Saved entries
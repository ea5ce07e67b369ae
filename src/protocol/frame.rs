//! Frame codec pairing the encoder and the reassembly buffer.
//!
//! A channel splits the codec so the write path owns the encoder and the
//! read loop owns the buffer.
//!
//! # Example
//!
//! ```
//! use udsocket_rpc::protocol::FrameCodec;
//!
//! let mut codec = FrameCodec::new();
//! let frame = codec.encode(b"ping").unwrap();
//!
//! let mut seen = Vec::new();
//! for byte in frame.iter() {
//!     codec.decode(&[*byte], |payload| seen.push(payload)).unwrap();
//! }
//! assert_eq!(&seen[0][..], b"ping");
//! ```

use bytes::Bytes;

use super::encoder::FrameEncoder;
use super::frame_buffer::FrameBuffer;
use super::wire_format::{HeaderFormat, DEFAULT_MAX_PAYLOAD_SIZE};
use crate::error::Result;

/// Length-prefixed frame codec.
pub struct FrameCodec {
    encoder: FrameEncoder,
    decoder: FrameBuffer,
}

impl FrameCodec {
    /// Binary 4-byte header, 1 MiB payload limit.
    pub fn new() -> Self {
        Self::with_format(HeaderFormat::Binary, DEFAULT_MAX_PAYLOAD_SIZE)
    }

    /// Codec for the given header layout and limit.
    pub fn with_format(format: HeaderFormat, max_payload_size: u32) -> Self {
        Self::from_parts(
            FrameEncoder::with_format(format, max_payload_size),
            FrameBuffer::with_format(format, max_payload_size),
        )
    }

    /// Assemble from separately configured halves.
    pub fn from_parts(encoder: FrameEncoder, decoder: FrameBuffer) -> Self {
        Self { encoder, decoder }
    }

    /// Encode one payload into a complete frame.
    #[inline]
    pub fn encode(&mut self, payload: &[u8]) -> Result<Bytes> {
        self.encoder.encode(payload)
    }

    /// Feed a chunk of the inbound stream, emitting every completed payload.
    #[inline]
    pub fn decode<F>(&mut self, chunk: &[u8], on_frame: F) -> Result<()>
    where
        F: FnMut(Bytes),
    {
        self.decoder.decode(chunk, on_frame)
    }

    /// Bytes of a partial frame waiting for more input.
    #[inline]
    pub fn buffered(&self) -> usize {
        self.decoder.len()
    }

    /// Split into the write half and the read half.
    pub fn split(self) -> (FrameEncoder, FrameBuffer) {
        (self.encoder, self.decoder)
    }
}

impl Default for FrameCodec {
    fn default() -> Self {
        Self::new()
    }
}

### Task instructions
Copy every line of the data that carries the word "limit".

### Your response
    /// Binary 4-byte header, 1 MiB payload limit.
    /// Codec for the given header layout and limit.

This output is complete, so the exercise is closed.